Abstract—The complexity of metabolic networks and their regulation is a very crucial research area for system biology. The advances in biochemistry and molecular biology have produced an enormous amount of data which are used in mathematical models to simulate complex pathways. The models are computationally very expensive — however, most of these exhibit a large degree of parallelism. Recently, graphics processing units (GPUs) have become a handy tool to build accelerators for data parallel applications. In this paper, we propose a methodology for simulating the metabolic networks on general purpose graphics processing unit (GPGPU) starting from a SIMULINK description
of the network.
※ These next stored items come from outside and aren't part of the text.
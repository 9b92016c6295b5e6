//! Chat session and message repository

use anyhow::{Context, Result};
use sqlx::SqlitePool;
use uuid::Uuid;

use super::{parse_id, parse_id_opt};
use crate::models::{ChatMessage, ChatRole, ChatSession};
use crate::utils::time::{db_now, parse_db_timestamp};

#[derive(Debug, sqlx::FromRow)]
struct SessionRow {
    id: String,
    session_key: String,
    user_id: Option<String>,
    title: String,
    created_at: String,
    updated_at: String,
}

#[derive(Debug, sqlx::FromRow)]
struct MessageRow {
    role: String,
    content: String,
    created_at: String,
}

pub struct ChatRepository<'a> {
    pool: &'a SqlitePool,
}

impl<'a> ChatRepository<'a> {
    pub fn new(pool: &'a SqlitePool) -> Self {
        Self { pool }
    }

    pub async fn find_session(&self, session_key: &str) -> Result<Option<ChatSession>> {
        let row = sqlx::query_as::<_, SessionRow>(
            r#"
            SELECT id, session_key, user_id, title, created_at, updated_at
            FROM chat_sessions
            WHERE session_key = ?
            "#,
        )
        .bind(session_key)
        .fetch_optional(self.pool)
        .await
        .context("Failed to get chat session")?;

        Ok(row.map(row_to_session))
    }

    /// Fetch the session for `session_key`, creating it on first use
    pub async fn get_or_create_session(
        &self,
        session_key: &str,
        user_id: Option<Uuid>,
    ) -> Result<ChatSession> {
        let now = db_now();

        sqlx::query(
            r#"
            INSERT INTO chat_sessions (id, session_key, user_id, title, created_at, updated_at)
            VALUES (?, ?, ?, 'Chat Session', ?, ?)
            ON CONFLICT(session_key) DO NOTHING
            "#,
        )
        .bind(Uuid::new_v4().to_string())
        .bind(session_key)
        .bind(user_id.map(|u| u.to_string()))
        .bind(&now)
        .bind(&now)
        .execute(self.pool)
        .await
        .context("Failed to create chat session")?;

        self.find_session(session_key)
            .await?
            .context("Failed to retrieve chat session")
    }

    pub async fn append_message(
        &self,
        session_id: Uuid,
        role: ChatRole,
        content: &str,
    ) -> Result<()> {
        let now = db_now();
        let mut tx = self.pool.begin().await.context("Failed to begin transaction")?;

        sqlx::query(
            "INSERT INTO chat_messages (session_id, role, content, created_at) VALUES (?, ?, ?, ?)",
        )
        .bind(session_id.to_string())
        .bind(role.as_str())
        .bind(content)
        .bind(&now)
        .execute(&mut *tx)
        .await
        .context("Failed to append chat message")?;

        sqlx::query("UPDATE chat_sessions SET updated_at = ? WHERE id = ?")
            .bind(&now)
            .bind(session_id.to_string())
            .execute(&mut *tx)
            .await
            .context("Failed to touch chat session")?;

        tx.commit().await.context("Failed to commit chat message")?;
        Ok(())
    }

    /// The last `limit` messages, oldest first
    pub async fn recent_messages(&self, session_id: Uuid, limit: i64) -> Result<Vec<ChatMessage>> {
        let rows = sqlx::query_as::<_, MessageRow>(
            r#"
            SELECT role, content, created_at FROM (
                SELECT seq, role, content, created_at
                FROM chat_messages
                WHERE session_id = ?
                ORDER BY seq DESC
                LIMIT ?
            )
            ORDER BY seq
            "#,
        )
        .bind(session_id.to_string())
        .bind(limit)
        .fetch_all(self.pool)
        .await
        .context("Failed to load recent chat messages")?;

        Ok(rows.into_iter().map(row_to_message).collect())
    }

    /// Full ordered log for a session
    pub async fn messages(&self, session_id: Uuid) -> Result<Vec<ChatMessage>> {
        let rows = sqlx::query_as::<_, MessageRow>(
            r#"
            SELECT role, content, created_at
            FROM chat_messages
            WHERE session_id = ?
            ORDER BY created_at, seq
            "#,
        )
        .bind(session_id.to_string())
        .fetch_all(self.pool)
        .await
        .context("Failed to load chat history")?;

        Ok(rows.into_iter().map(row_to_message).collect())
    }
}

fn row_to_session(row: SessionRow) -> ChatSession {
    ChatSession {
        id: parse_id(&row.id),
        session_key: row.session_key,
        user_id: parse_id_opt(row.user_id.as_deref()),
        title: row.title,
        created_at: parse_db_timestamp(&row.created_at),
        updated_at: parse_db_timestamp(&row.updated_at),
    }
}

fn row_to_message(row: MessageRow) -> ChatMessage {
    ChatMessage {
        role: row.role.parse().unwrap_or(ChatRole::User),
        content: row.content,
        created_at: parse_db_timestamp(&row.created_at),
    }
}
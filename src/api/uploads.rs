//! Multipart upload handling shared by the gallery and single-file endpoints

use axum::{extract::Multipart, http::StatusCode};
use tracing::info;
use uuid::Uuid;

use crate::{
    db::{PhotoInsert, PhotoRepository},
    models::{Photo, PhotoOwner},
    utils::{AppError, AppResult, Json},
    AppState,
};

/// A file read from the `file` form field
#[derive(Debug)]
pub struct Upload {
    pub file_name: String,
    pub bytes: Vec<u8>,
    /// Optional `caption` form field
    pub caption: String,
}

/// Read the `file` field (and optional `caption`) from a multipart body
pub async fn read_upload(multipart: &mut Multipart, max_bytes: usize) -> AppResult<Upload> {
    let mut file: Option<(String, Vec<u8>)> = None;
    let mut caption = String::new();

    while let Some(mut field) = multipart.next_field().await? {
        match field.name() {
            Some("file") => {
                let file_name = field.file_name().unwrap_or("upload").to_string();
                let mut bytes = Vec::new();
                while let Some(chunk) = field.chunk().await? {
                    if bytes.len() + chunk.len() > max_bytes {
                        return Err(AppError::PayloadTooLarge(format!(
                            "Upload exceeds the {} byte limit",
                            max_bytes
                        )));
                    }
                    bytes.extend_from_slice(&chunk);
                }
                file = Some((file_name, bytes));
            }
            Some("caption") => {
                caption = field.text().await?.trim().to_string();
            }
            _ => {}
        }
    }

    let (file_name, bytes) = file.ok_or_else(|| AppError::bad_request("Missing file field"))?;
    if bytes.is_empty() {
        return Err(AppError::bad_request("Uploaded file is empty"));
    }

    Ok(Upload {
        file_name,
        bytes,
        caption,
    })
}

/// Store an upload and attach it to `owner`'s gallery
pub async fn add_photo(
    state: &AppState,
    owner: PhotoOwner,
    owner_id: Uuid,
    mut multipart: Multipart,
) -> AppResult<(StatusCode, Json<Photo>)> {
    let upload = read_upload(&mut multipart, state.media.max_upload_bytes()).await?;
    let repo = PhotoRepository::new(&state.db, owner);

    if let Some(max) = owner.max_photos() {
        if repo.count(owner_id).await? >= max {
            return Err(photo_limit_error(owner, max));
        }
    }

    let path = state
        .media
        .store(owner.upload_prefix(), &upload.file_name, &upload.bytes)
        .await?;

    match repo.insert(owner_id, &path, &upload.caption).await {
        Ok(PhotoInsert::Inserted(photo)) => {
            info!(owner = owner.label(), owner_id = %owner_id, path = %photo.path, "Photo added");
            Ok((StatusCode::CREATED, Json(photo)))
        }
        Ok(PhotoInsert::OwnerNotFound) => {
            state.media.remove(&path).await;
            Err(AppError::not_found(format!("{} not found", owner.label())))
        }
        Ok(PhotoInsert::LimitReached(max)) => {
            state.media.remove(&path).await;
            Err(photo_limit_error(owner, max))
        }
        Err(e) => {
            state.media.remove(&path).await;
            Err(e.into())
        }
    }
}

fn photo_limit_error(owner: PhotoOwner, max: i64) -> AppError {
    AppError::validation(format!(
        "{} photos are limited to {}",
        owner.label(),
        max
    ))
}

/// Detach a photo and remove its file
pub async fn remove_photo(
    state: &AppState,
    owner: PhotoOwner,
    owner_id: Uuid,
    photo_id: Uuid,
) -> AppResult<StatusCode> {
    let photo = PhotoRepository::new(&state.db, owner)
        .delete(owner_id, photo_id)
        .await?
        .ok_or_else(|| AppError::not_found("Photo not found"))?;

    state.media.remove(&photo.path).await;
    Ok(StatusCode::NO_CONTENT)
}
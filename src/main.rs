//! SuiteHub - venue, event and office-suite reservation service
//!
//! Serves the public reservation and event API, the staff dashboard API and
//! the chat proxy.

use std::env;
use std::io::BufReader;
use std::net::SocketAddr;
use std::sync::Arc;

use anyhow::{Context, Result};
use axum::Router;
use tower_http::{
    compression::CompressionLayer,
    cors::{Any, CorsLayer},
    trace::{DefaultMakeSpan, DefaultOnResponse, TraceLayer},
};
use tracing::{info, warn, Level};

use config::LogFormat;
use suitehub::{api, config, db, middleware, services::AuthService, AppConfig, AppState};

#[tokio::main]
async fn main() -> Result<()> {
    let args: Vec<String> = env::args().collect();

    if args.iter().any(|arg| arg == "--fix-database") {
        return fix_database().await;
    }

    if args.iter().any(|arg| arg == "--help" || arg == "-h") {
        print_help();
        return Ok(());
    }

    if args.iter().any(|arg| arg == "--version" || arg == "-V") {
        println!("SuiteHub {}", env!("CARGO_PKG_VERSION"));
        return Ok(());
    }

    // Load configuration first (before logging, so we know log format)
    let config = AppConfig::load().context("Failed to load configuration")?;

    // The guard must outlive the server so file logs get flushed
    let _log_guard = init_logging(&config);

    info!("SuiteHub starting up");

    ensure_media_root(&config)?;

    info!("Initializing database connection");
    let db = db::init_pool(&config.database)
        .await
        .context("Failed to initialize database")?;

    if let Some(ref admin) = config.bootstrap_admin {
        if AuthService::new(&db)
            .ensure_bootstrap_admin(admin)
            .await
            .context("Failed to create bootstrap admin")?
        {
            info!(username = %admin.username, "Bootstrap staff account created");
        }
    }

    if config.chat.api_key.is_none() {
        warn!("No chat API key configured; chat replies will be canned");
    }

    let state = AppState::new(config.clone(), db).context("Failed to build application state")?;

    let app = create_router(state);

    let addr: SocketAddr = format!("{}:{}", config.server.host, config.server.port)
        .parse()
        .context("Invalid server address configuration")?;

    if let Some(ref tls_config) = config.server.tls {
        info!("Starting HTTPS server on https://{}", addr);
        info!("TLS certificate: {:?}", tls_config.cert_file);

        let rustls_config = create_rustls_config(tls_config).await?;
        let listener = tokio::net::TcpListener::bind(addr)
            .await
            .context("Failed to bind to address")?;

        // axum-server keeps ConnectInfo available for the rate limiter
        axum_server::from_tcp_rustls(listener.into_std()?, rustls_config)?
            .serve(app.into_make_service_with_connect_info::<SocketAddr>())
            .await
            .context("HTTPS server error")?;
    } else {
        info!("Starting HTTP server on http://{}", addr);

        let listener = tokio::net::TcpListener::bind(addr)
            .await
            .context("Failed to bind to address")?;

        axum::serve(
            listener,
            app.into_make_service_with_connect_info::<SocketAddr>(),
        )
        .await
        .context("HTTP server error")?;
    }

    Ok(())
}

/// Create RusTLS configuration from TLS config
async fn create_rustls_config(
    tls_config: &config::TlsConfig,
) -> Result<axum_server::tls_rustls::RustlsConfig> {
    use axum_server::tls_rustls::RustlsConfig;
    use rustls::crypto::aws_lc_rs::default_provider;
    use rustls::ServerConfig;

    // Load certificate chain
    let cert_file = std::fs::File::open(&tls_config.cert_file)
        .with_context(|| format!("Failed to open certificate file: {:?}", tls_config.cert_file))?;
    let mut cert_reader = BufReader::new(cert_file);
    let certs: Vec<_> = rustls_pemfile::certs(&mut cert_reader)
        .filter_map(|r| r.ok())
        .collect();

    if certs.is_empty() {
        anyhow::bail!("No certificates found in {:?}", tls_config.cert_file);
    }

    // Load private key
    let key_file = std::fs::File::open(&tls_config.key_file)
        .with_context(|| format!("Failed to open key file: {:?}", tls_config.key_file))?;
    let mut key_reader = BufReader::new(key_file);
    let key = rustls_pemfile::private_key(&mut key_reader)
        .with_context(|| format!("Failed to read private key: {:?}", tls_config.key_file))?
        .ok_or_else(|| anyhow::anyhow!("No private key found in {:?}", tls_config.key_file))?;

    let provider = default_provider();

    // Determine minimum TLS version from config
    let versions: Vec<&'static rustls::SupportedProtocolVersion> =
        match tls_config.min_version.as_str() {
            "1.3" => vec![&rustls::version::TLS13],
            _ => vec![&rustls::version::TLS12, &rustls::version::TLS13],
        };

    info!(min_version = %tls_config.min_version, "TLS configured");

    // Build ServerConfig with specified TLS versions
    let mut server_config = ServerConfig::builder_with_provider(provider.into())
        .with_protocol_versions(&versions)
        .context("Failed to set TLS protocol versions")?
        .with_no_client_auth()
        .with_single_cert(certs, key.into())
        .context("Failed to build TLS server config")?;

    // Enable ALPN for HTTP/1.1 and HTTP/2
    server_config.alpn_protocols = vec![b"h2".to_vec(), b"http/1.1".to_vec()];

    Ok(RustlsConfig::from_config(Arc::new(server_config)))
}

type BoxedLayer = Box<dyn tracing_subscriber::Layer<tracing_subscriber::Registry> + Send + Sync>;

/// Initialize the logging/tracing infrastructure
///
/// Returns the file writer guard when logs go to a file.
fn init_logging(config: &AppConfig) -> Option<tracing_appender::non_blocking::WorkerGuard> {
    use config::LogTarget;
    use tracing_subscriber::{prelude::*, EnvFilter};

    let log_config = &config.logging;
    let env_filter =
        EnvFilter::try_from_default_env().unwrap_or_else(|_| EnvFilter::new(&log_config.level));

    let mut layers: Vec<BoxedLayer> = Vec::new();
    let mut guard = None;

    if matches!(log_config.target, LogTarget::Console | LogTarget::Both) {
        layers.push(format_layer(&log_config.format, std::io::stdout));
    }
    if matches!(log_config.target, LogTarget::File | LogTarget::Both) {
        let (writer, file_guard) = create_file_writer(log_config);
        layers.push(format_layer(&log_config.format, writer));
        guard = Some(file_guard);
    }

    tracing_subscriber::registry()
        .with(layers)
        .with(env_filter)
        .init();

    guard
}

/// One formatting layer writing to `writer`
fn format_layer<W>(format: &LogFormat, writer: W) -> BoxedLayer
where
    W: for<'w> tracing_subscriber::fmt::MakeWriter<'w> + Send + Sync + 'static,
{
    use tracing_subscriber::{fmt, Layer};

    match format {
        LogFormat::Json => fmt::layer()
            .json()
            .with_target(true)
            .with_writer(writer)
            .boxed(),
        LogFormat::Compact => fmt::layer()
            .compact()
            .with_target(false)
            .with_writer(writer)
            .boxed(),
        LogFormat::Pretty => fmt::layer()
            .with_target(true)
            .with_thread_ids(false)
            .with_file(false)
            .with_line_number(false)
            .with_writer(writer)
            .boxed(),
    }
}

/// Create a file writer with optional daily rotation
fn create_file_writer(
    log_config: &config::LoggingConfig,
) -> (
    tracing_appender::non_blocking::NonBlocking,
    tracing_appender::non_blocking::WorkerGuard,
) {
    if let Err(e) = std::fs::create_dir_all(&log_config.log_dir) {
        eprintln!(
            "Warning: Failed to create log directory {:?}: {}",
            log_config.log_dir, e
        );
    }

    let file_appender = if log_config.daily_rotation {
        tracing_appender::rolling::daily(&log_config.log_dir, &log_config.log_prefix)
    } else {
        tracing_appender::rolling::never(&log_config.log_dir, &log_config.log_prefix)
    };

    tracing_appender::non_blocking(file_appender)
}

/// Ensure the upload directory exists
fn ensure_media_root(config: &AppConfig) -> Result<()> {
    let root = &config.media.root;
    if !root.exists() {
        std::fs::create_dir_all(root)
            .with_context(|| format!("Failed to create media root {:?}", root))?;
        info!("Created media root: {:?}", root);
    }
    Ok(())
}

/// Create the application router with all routes and middleware
fn create_router(state: AppState) -> Router {
    // Configure CORS for browser clients on other origins
    let cors = CorsLayer::new()
        .allow_origin(Any)
        .allow_methods(Any)
        .allow_headers(Any);

    let trace_layer = TraceLayer::new_for_http()
        .make_span_with(DefaultMakeSpan::new().level(Level::INFO))
        .on_response(DefaultOnResponse::new().level(Level::INFO));

    // Login, reservation requests and chat share one per-IP budget
    let submission_limit =
        middleware::RateLimitState::new(middleware::submission_rate_limit_config());
    let api_limit = middleware::RateLimitState::new(middleware::api_rate_limit_config());
    middleware::spawn_rate_limit_cleanup(submission_limit.clone());
    middleware::spawn_rate_limit_cleanup(api_limit.clone());

    // Apply global middleware layers:
    // 1. Overall per-IP request budget
    // 2. Security headers (HSTS, CSP, X-Frame-Options, etc.)
    // 3. Compression
    // 4. Request tracing
    // 5. CORS
    api::create_router(state, Some(submission_limit))
        .layer(axum::middleware::from_fn_with_state(
            api_limit,
            middleware::rate_limit_middleware,
        ))
        .layer(axum::middleware::from_fn(
            middleware::security_headers_middleware,
        ))
        .layer(CompressionLayer::new())
        .layer(trace_layer)
        .layer(cors)
}

/// Print help message
fn print_help() {
    println!(
        r#"SuiteHub {}

USAGE:
    suitehub [OPTIONS]

OPTIONS:
    -h, --help              Print this help message
    -V, --version           Print version information
    --fix-database          Run all migrations and verify that every required
                            table exists, then exit.

ENVIRONMENT:
    SUITEHUB_CONFIG     Path to configuration file (default: config.yaml)
    DATABASE_URL        SQLite database URL
    JWT_SECRET          Token signing secret (at least 32 characters)
    CHAT_API_KEY        Completion API key; chat answers with a canned reply without it

CONFIGURATION:
    The application looks for configuration files in the following order:
    1. Path specified by SUITEHUB_CONFIG environment variable
    2. ./config.yaml
    3. ./config/config.yaml
    4. /etc/suitehub/config.yaml
    5. <user config dir>/suitehub/config.yaml"#,
        env!("CARGO_PKG_VERSION")
    );
}

/// Run migrations and verify that all required tables exist
async fn fix_database() -> Result<()> {
    println!("SuiteHub Database Repair Tool v{}", env!("CARGO_PKG_VERSION"));
    println!();

    let config = AppConfig::load().context("Failed to load configuration")?;
    println!("Database URL: {}", config.database.url);
    println!();

    println!("Connecting to database...");
    let pool = db::connect(&config.database, 1).await?;

    println!("Running database migrations...");
    if let Err(e) = db::migrations::run(&pool).await {
        eprintln!("Migration error: {:#}", e);
        return Err(e);
    }
    println!("Migrations completed successfully.");

    println!();
    println!("Verifying database tables...");

    let existing_tables = db::migrations::list_tables(&pool).await?;
    println!("Found {} tables:", existing_tables.len());
    for table in &existing_tables {
        println!("  - {}", table);
    }

    let missing_tables = db::migrations::missing_tables(&pool).await?;
    println!();

    if missing_tables.is_empty() {
        println!("Database repair completed successfully!");
        println!(
            "All {} required tables are present.",
            db::migrations::REQUIRED_TABLES.len()
        );
    } else {
        eprintln!(
            "WARNING: {} missing table(s) after migrations:",
            missing_tables.len()
        );
        for table in &missing_tables {
            eprintln!("  - {}", table);
        }
        return Err(anyhow::anyhow!(
            "Database repair incomplete: {} missing tables",
            missing_tables.len()
        ));
    }

    Ok(())
}
impl<'a> ContractRepository<'a> {
    pub fn new(pool: &'a SqlitePool) -> Self {
        Self { pool }
    }

    pub async fn get_by_id(&self, id: Uuid) -> Result<Option<SuiteContract>> {
        let row = sqlx::query_as::<_, ContractRow>(&format!(
            "SELECT {CONTRACT_COLUMNS} FROM suite_contracts WHERE id = ?"
        ))
        .bind(id.to_string())
        .fetch_optional(self.pool)
        .await
        .context("Failed to get contract")?;

        row.map(row_to_contract).transpose()
    }

    /// Contracts with suite, holder and model names, newest first
    pub async fn list_summaries(&self, today: NaiveDate) -> Result<Vec<ContractSummary>> {
        let rows = sqlx::query_as::<_, ContractSummaryRow>(
            r#"
            SELECT c.id, c.suite_id, c.individual_id, c.organization_id, c.model_id,
                   c.begin_date, c.end_date, c.on_going, c.created_at, c.updated_at,
                   s.suite_number,
                   COALESCE(i.name_first || ' ' || i.name_last, o.name) AS holder_name,
                   m.name AS model_name
            FROM suite_contracts c
            JOIN suites s ON s.id = c.suite_id
            JOIN suite_operating_models m ON m.id = c.model_id
            LEFT JOIN individuals i ON i.id = c.individual_id
            LEFT JOIN organizations o ON o.id = c.organization_id
            ORDER BY c.created_at DESC
            "#,
        )
        .fetch_all(self.pool)
        .await
        .context("Failed to list contracts")?;

        rows.into_iter()
            .map(|row| {
                let contract = row_to_contract(row.contract)?;
                Ok(ContractSummary {
                    id: contract.id,
                    suite_id: contract.suite_id,
                    suite_number: row.suite_number,
                    holder: contract.holder,
                    holder_name: row.holder_name.unwrap_or_default(),
                    model_name: row.model_name,
                    begin_date: contract.begin_date,
                    end_date: contract.end_date,
                    on_going: contract.on_going,
                    is_active: contract.is_active_on(today),
                })
            })
            .collect()
    }

    pub async fn create(&self, contract: &ValidContract) -> Result<SuiteContract> {
        let id = Uuid::new_v4();
        let now = db_now();
        let (individual_id, organization_id) = contract.holder.columns();

        sqlx::query(
            r#"
            INSERT INTO suite_contracts (id, suite_id, individual_id, organization_id, model_id,
                begin_date, end_date, on_going, created_at, updated_at)
            VALUES (?, ?, ?, ?, ?, ?, ?, ?, ?, ?)
            "#,
        )
        .bind(id.to_string())
        .bind(contract.suite_id.to_string())
        .bind(individual_id.map(|i| i.to_string()))
        .bind(organization_id.map(|o| o.to_string()))
        .bind(contract.model_id.to_string())
        .bind(format_db_date(contract.begin_date))
        .bind(contract.end_date.map(format_db_date))
        .bind(contract.on_going)
        .bind(&now)
        .bind(&now)
        .execute(self.pool)
        .await
        .context("Failed to create contract")?;

        self.get_by_id(id)
            .await?
            .context("Failed to retrieve created contract")
    }

    pub async fn update(&self, id: Uuid, contract: &ValidContract) -> Result<Option<SuiteContract>> {
        let (individual_id, organization_id) = contract.holder.columns();

        let result = sqlx::query(
            r#"
            UPDATE suite_contracts
            SET suite_id = ?, individual_id = ?, organization_id = ?, model_id = ?,
                begin_date = ?, end_date = ?, on_going = ?, updated_at = ?
            WHERE id = ?
            "#,
        )
        .bind(contract.suite_id.to_string())
        .bind(individual_id.map(|i| i.to_string()))
        .bind(organization_id.map(|o| o.to_string()))
        .bind(contract.model_id.to_string())
        .bind(format_db_date(contract.begin_date))
        .bind(contract.end_date.map(format_db_date))
        .bind(contract.on_going)
        .bind(db_now())
        .bind(id.to_string())
        .execute(self.pool)
        .await
        .context("Failed to update contract")?;

        if result.rows_affected() == 0 {
            return Ok(None);
        }
        self.get_by_id(id).await
    }

    pub async fn delete(&self, id: Uuid) -> Result<bool> {
        let result = sqlx::query("DELETE FROM suite_contracts WHERE id = ?")
            .bind(id.to_string())
            .execute(self.pool)
            .await
            .context("Failed to delete contract")?;

        Ok(result.rows_affected() > 0)
    }
}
The network is systematically ported to run on a GPU using the NVIDIA’s CUDA (Compute Unified Device
Architecture) environment. The high degree of parallelism allows a significant speedup of the CUDA implementation compared to the generic SIMULINK implementation. We got a speedup of more than 6000X of CUDA implementation over the SIMULINK implementation when a metabolic network of 1024 nodes is simulated for one minute with a step size of 0.01 minute. We have also studied the relationship between the step size, which is used to solve the delay differential
equations representing the dynamics of network nodes and the delta simulation time, which is the time when the processing nodes exchange information according to network. This results in an interesting relationship between accuracy and speed of simulation.